Please provide a reference for your statement if you have one
I'll have to look for it again. I don't remember exactly what I was searching for when I came across it. It was on intra-workout though, which will have the same effect immediately post workout. In the mean time you can disprove what I've said as you said you would.
I already know in obese/diabetics carbs increase cortisol, so please don't post those studies as relevant.
And for the record the presence of cortisol does not automatically equal protein breakdown will occur. The connection between cortisol and muscle loss is usually due to having chronically elevated levels of cortisol and not acute elevations. Remember cortisol follows a diurnal variation and is NEEDED by our body.
Yes, it does. Cortisol will not selectively just break down fat. It's still breaking down muscle as it's elevated, it just doesn't outpace MPS under the right circumstances; and if it does, continued MPS could make up for it after levels decrease again. Cortisol is only NEEDED by our body to regulate blood sugar levels by breaking down fat and protein/amino acids into glucose. That's why when a healthy person ingests carbs it lowers cortisol...
Again..? Seems you have some sort of vendetta against me. Have I wronged you before?
I just don't like when someone is wrong and tries to pretend like they were right the whole time through semantics. You forgot already? I called you out on saying to someone they can't overtrain unless consistently training 90%+ 1rm...which is 100% false. It doesn't matter if it takes longer, it can still happen.
So what I said was that refilling glycogen faster would not lead to a faster rate in muscle resynthesis and from what I have reviewed this is true. If you have something that shows a dietary induced insulin spike post workout leading to a faster rate in muscle resynthesis, then please share.
By muscle resynthesis do you mean muscle glycogen resynthesis or muscle protein sythesis? So by "refilling glycogen faster" you just mean liver glycogen?
Lets give you the benift of the doubt here. Even if simple carbs did make a difference over complex carbs, how much of a difference would it actually make with regard to ones body composition? Would it even be a relevant noticable difference?
You wouldn't want an extra advantage regardless of how small? That's of course if your goal is building muscle as fast as possible, or natural and near your genetic limit so you need all you can to build any more muscle. If your goal is pure fat loss, then post workout carbs aren't as important.
n=1 is not relevant when discussing the effects of something on mass populations
It's not nearly an n=1. You should already know of the "if it fits your macros" movement and the shredded people that use/advocate it. I only eat simple carbs post workout, and they eat simple carbs when ever they want.
You might find this interesting
"The original findings of Hartman et al. (2007) showed that gains in LBM were greatest in milk drinkers versus soy or carbohydrate drinkers; however...then by converting to a standardized score based on nutritional group means and standard deviations, we could compare gains in LBM based on testosterone response without the ‘bias’ of the nutritional intervention....cut-off levels of +3 and -3 were used since they distinguished the same proportion of the sample (i.e., top and bottom *16%)."
They're comparing the data from a study that showed milk had the greatest LBM gains vs soy or carbs(protein+carbs vs protein vs carbs, the exact type of study you were asking for, of course with a protein variance), and then they're taking out the nutritional aspect? Then going further and taking out 68% of the test subjects? No, I don't find "studies" where they manipulate data to this degree that interesting.

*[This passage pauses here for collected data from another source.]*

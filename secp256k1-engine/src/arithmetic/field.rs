//! Field arithmetic modulo p = 2^256 - 2^32 - 2^9 - 2^8 - 2^7 - 2^6 - 2^4 - 1

use super::util::{add_limbs, limbs_from_be_bytes, limbs_to_be_bytes, mac, mul_wide, sub_limbs};
use crate::FieldBytes;
use core::ops::{Add, AddAssign, Mul, MulAssign, Neg, Sub, SubAssign};
use elliptic_curve::{
    subtle::{Choice, ConditionallySelectable, ConstantTimeEq, CtOption},
    zeroize::DefaultIsZeroes,
};

#[cfg(test)]
use num_bigint::BigUint;

/// Number of 64-bit limbs in a [`FieldElement`].
const LIMBS: usize = 4;

/// p = FFFFFFFF FFFFFFFF FFFFFFFF FFFFFFFF FFFFFFFF FFFFFFFF FFFFFFFE FFFFFC2F
const MODULUS: [u64; LIMBS] = [
    0xFFFF_FFFE_FFFF_FC2F,
    0xFFFF_FFFF_FFFF_FFFF,
    0xFFFF_FFFF_FFFF_FFFF,
    0xFFFF_FFFF_FFFF_FFFF,
];

/// 2^256 mod p, used to fold the high half of a wide product.
const REDUCTION_CONSTANT: u64 = 0x1_0000_03D1;

/// An element of the base field of secp256k1, always kept in canonical form (`< p`).
#[derive(Clone, Copy, Debug)]
pub struct FieldElement([u64; LIMBS]);

impl FieldElement {
    /// Zero element.
    pub const ZERO: Self = Self([0, 0, 0, 0]);

    /// Multiplicative identity.
    pub const ONE: Self = Self([1, 0, 0, 0]);

    /// Attempts to parse the given byte array as an SEC1-encoded field element.
    ///
    /// Returns `None` if the bytes do not encode a big-endian integer in `[0, p)`.
    pub fn from_bytes(bytes: &FieldBytes) -> CtOption<Self> {
        let limbs = limbs_from_be_bytes(bytes);
        // A borrow out of `limbs - p` means the value is in range.
        let (_, borrow) = sub_limbs(&limbs, &MODULUS);
        CtOption::new(Self(limbs), Choice::from(borrow as u8))
    }

    /// Parses a field element from bytes known to encode a value below `p`.
    ///
    /// Used for curve constants; the range is not checked.
    pub(crate) const fn from_bytes_unchecked(bytes: &FieldBytes) -> Self {
        Self(limbs_from_be_bytes(bytes))
    }

    /// Creates a field element from a small integer.
    pub(crate) const fn from_u64(k: u64) -> Self {
        Self([k, 0, 0, 0])
    }

    /// Returns the SEC1 big-endian encoding of this element.
    pub fn to_bytes(self) -> FieldBytes {
        limbs_to_be_bytes(&self.0)
    }

    /// Is this element zero?
    pub fn is_zero(&self) -> Choice {
        self.ct_eq(&Self::ZERO)
    }

    /// Is this element odd in the SEC1 sense (`self mod 2 == 1`)?
    pub fn is_odd(&self) -> Choice {
        Choice::from((self.0[0] & 1) as u8)
    }

    /// Subtracts `p` once if `limbs` (plus an external carry bit) is at least `p`.
    fn reduce_once(limbs: [u64; LIMBS], carry: u64) -> Self {
        let (reduced, borrow) = sub_limbs(&limbs, &MODULUS);
        // Keep the unreduced value only when it was below `p` and nothing carried out.
        let keep = Choice::from((borrow & !carry & 1) as u8);
        Self::conditional_select(&Self(reduced), &Self(limbs), keep)
    }

    /// Returns `self + rhs mod p`.
    pub fn add(&self, rhs: &Self) -> Self {
        let (sum, carry) = add_limbs(&self.0, &rhs.0);
        Self::reduce_once(sum, carry)
    }

    /// Returns `self - rhs mod p`.
    pub fn sub(&self, rhs: &Self) -> Self {
        let (diff, borrow) = sub_limbs(&self.0, &rhs.0);
        // On underflow add `p` back; `mask` is all ones exactly then.
        let mask = borrow.wrapping_neg();
        let addend = [
            MODULUS[0] & mask,
            MODULUS[1] & mask,
            MODULUS[2] & mask,
            MODULUS[3] & mask,
        ];
        Self(add_limbs(&diff, &addend).0)
    }

    /// Returns `2 * self mod p`.
    pub fn double(&self) -> Self {
        self.add(self)
    }

    /// Returns `-self mod p`.
    pub fn negate(&self) -> Self {
        Self::ZERO.sub(self)
    }

    /// Returns `self * rhs mod p`.
    pub fn mul(&self, rhs: &Self) -> Self {
        Self::reduce_wide(mul_wide(&self.0, &rhs.0))
    }

    /// Returns `self * self mod p`.
    pub fn square(&self) -> Self {
        self.mul(self)
    }

    /// Reduces a 512-bit product using `2^256 ≡ 0x1000003D1 (mod p)`.
    fn reduce_wide(w: [u64; 8]) -> Self {
        // First fold: lo + hi * R, leaving a carry limb below 2^34.
        let (r0, carry) = mac(w[0], w[4], REDUCTION_CONSTANT, 0);
        let (r1, carry) = mac(w[1], w[5], REDUCTION_CONSTANT, carry);
        let (r2, carry) = mac(w[2], w[6], REDUCTION_CONSTANT, carry);
        let (r3, carry) = mac(w[3], w[7], REDUCTION_CONSTANT, carry);

        // Second fold of the carry limb.
        let (r0, c) = mac(r0, carry, REDUCTION_CONSTANT, 0);
        let (folded, overflow) = add_limbs(&[r0, r1, r2, r3], &[0, c, 0, 0]);

        // An overflow here leaves a small value, so adding R cannot overflow again.
        let (folded, _) = add_limbs(
            &folded,
            &[REDUCTION_CONSTANT & overflow.wrapping_neg(), 0, 0, 0],
        );

        Self::reduce_once(folded, 0)
    }

    /// Returns `self^(2^k)`.
    fn pow2k(&self, k: usize) -> Self {
        let mut x = *self;
        for _ in 0..k {
            x = x.square();
        }
        x
    }

    /// Shared prefix of the exponentiation chains for `p - 2` and `(p + 1) / 4`.
    ///
    /// Returns `self^(2^n - 1)` for `n` in `{2, 22, 223}`.
    fn ones_chain(&self) -> (Self, Self, Self) {
        let x2 = self.pow2k(1).mul(self);
        let x3 = x2.pow2k(1).mul(self);
        let x6 = x3.pow2k(3).mul(&x3);
        let x9 = x6.pow2k(3).mul(&x3);
        let x11 = x9.pow2k(2).mul(&x2);
        let x22 = x11.pow2k(11).mul(&x11);
        let x44 = x22.pow2k(22).mul(&x22);
        let x88 = x44.pow2k(44).mul(&x44);
        let x176 = x88.pow2k(88).mul(&x88);
        let x220 = x176.pow2k(44).mul(&x44);
        let x223 = x220.pow2k(3).mul(&x3);
        (x2, x22, x223)
    }

    /// Returns the multiplicative inverse of self, if self is non-zero.
    ///
    /// Computes `self^(p - 2)` with a fixed addition chain, so the running time
    /// does not depend on the value.
    pub fn invert(&self) -> CtOption<Self> {
        let (x2, x22, x223) = self.ones_chain();
        let inverse = x223
            .pow2k(23)
            .mul(&x22)
            .pow2k(5)
            .mul(self)
            .pow2k(3)
            .mul(&x2)
            .pow2k(2)
            .mul(self);
        CtOption::new(inverse, !self.is_zero())
    }

    /// Returns the square root of self mod p, or `None` if no square root exists.
    pub fn sqrt(&self) -> CtOption<Self> {
        // p ≡ 3 (mod 4), so a candidate root is self^((p + 1) / 4). It is only a
        // root when self is a quadratic residue, which the final check decides.
        let (x2, x22, x223) = self.ones_chain();
        let candidate = x223.pow2k(23).mul(&x22).pow2k(6).mul(&x2).pow2k(2);
        let is_root = candidate.square().ct_eq(self);
        CtOption::new(candidate, is_root)
    }

    #[cfg(test)]
    pub(crate) fn modulus_as_biguint() -> BigUint {
        BigUint::from_bytes_be(&limbs_to_be_bytes(&MODULUS))
    }
}

impl ConditionallySelectable for FieldElement {
    fn conditional_select(a: &Self, b: &Self, choice: Choice) -> Self {
        Self([
            u64::conditional_select(&a.0[0], &b.0[0], choice),
            u64::conditional_select(&a.0[1], &b.0[1], choice),
            u64::conditional_select(&a.0[2], &b.0[2], choice),
            u64::conditional_select(&a.0[3], &b.0[3], choice),
        ])
    }
}

impl ConstantTimeEq for FieldElement {
    fn ct_eq(&self, other: &Self) -> Choice {
        self.0.ct_eq(&other.0)
    }
}

impl PartialEq for FieldElement {
    fn eq(&self, other: &Self) -> bool {
        self.ct_eq(other).into()
    }
}

impl Eq for FieldElement {}

impl Default for FieldElement {
    fn default() -> Self {
        Self::ZERO
    }
}

impl DefaultIsZeroes for FieldElement {}

impl From<u64> for FieldElement {
    fn from(k: u64) -> Self {
        Self::from_u64(k)
    }
}

macro_rules! impl_field_op {
    ($op:ident, $op_fn:ident, $assign:ident, $assign_fn:ident, $inner:ident) => {
        impl $op<FieldElement> for FieldElement {
            type Output = FieldElement;

            fn $op_fn(self, rhs: FieldElement) -> FieldElement {
                FieldElement::$inner(&self, &rhs)
            }
        }

        impl $op<&FieldElement> for FieldElement {
            type Output = FieldElement;

            fn $op_fn(self, rhs: &FieldElement) -> FieldElement {
                FieldElement::$inner(&self, rhs)
            }
        }

        impl $op<&FieldElement> for &FieldElement {
            type Output = FieldElement;

            fn $op_fn(self, rhs: &FieldElement) -> FieldElement {
                FieldElement::$inner(self, rhs)
            }
        }

        impl $assign<FieldElement> for FieldElement {
            fn $assign_fn(&mut self, rhs: FieldElement) {
                *self = FieldElement::$inner(self, &rhs);
            }
        }

        impl $assign<&FieldElement> for FieldElement {
            fn $assign_fn(&mut self, rhs: &FieldElement) {
                *self = FieldElement::$inner(self, rhs);
            }
        }
    };
}

impl_field_op!(Add, add, AddAssign, add_assign, add);
impl_field_op!(Sub, sub, SubAssign, sub_assign, sub);
impl_field_op!(Mul, mul, MulAssign, mul_assign, mul);

impl Neg for FieldElement {
    type Output = FieldElement;

    fn neg(self) -> FieldElement {
        self.negate()
    }
}

impl Neg for &FieldElement {
    type Output = FieldElement;

    fn neg(self) -> FieldElement {
        self.negate()
    }
}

They find that while cortisol does have an association with catabolism
You're just now finding this out?
they revel that an increase in cortisol is also correlated with an increases in type II muscle CSA and with an overall increase in lbm, although they do not identify a mechasim so there is only so much to say about the cortisol connection but it does beg to question your suggestion that cortisol is evil
Again, no. They don't identify a mechanism because there isn't one. With enough manipulation of data you can make anything look like anything. Not to mention the GH graphs are near identical to the cortisol graphs, yet they came to the conclusion that they did? At least they admit "data points in the correlation analyses were generally dispersed", that the correlations were weak, and "phrased simply, subjects at the top *16% in terms of resistance exercise phenotypic responses were no different from those at the bottom *16% in terms of the acute response of testosterone, GH, IGF-1 and cortisol". It's a poor study to pick to prove your point.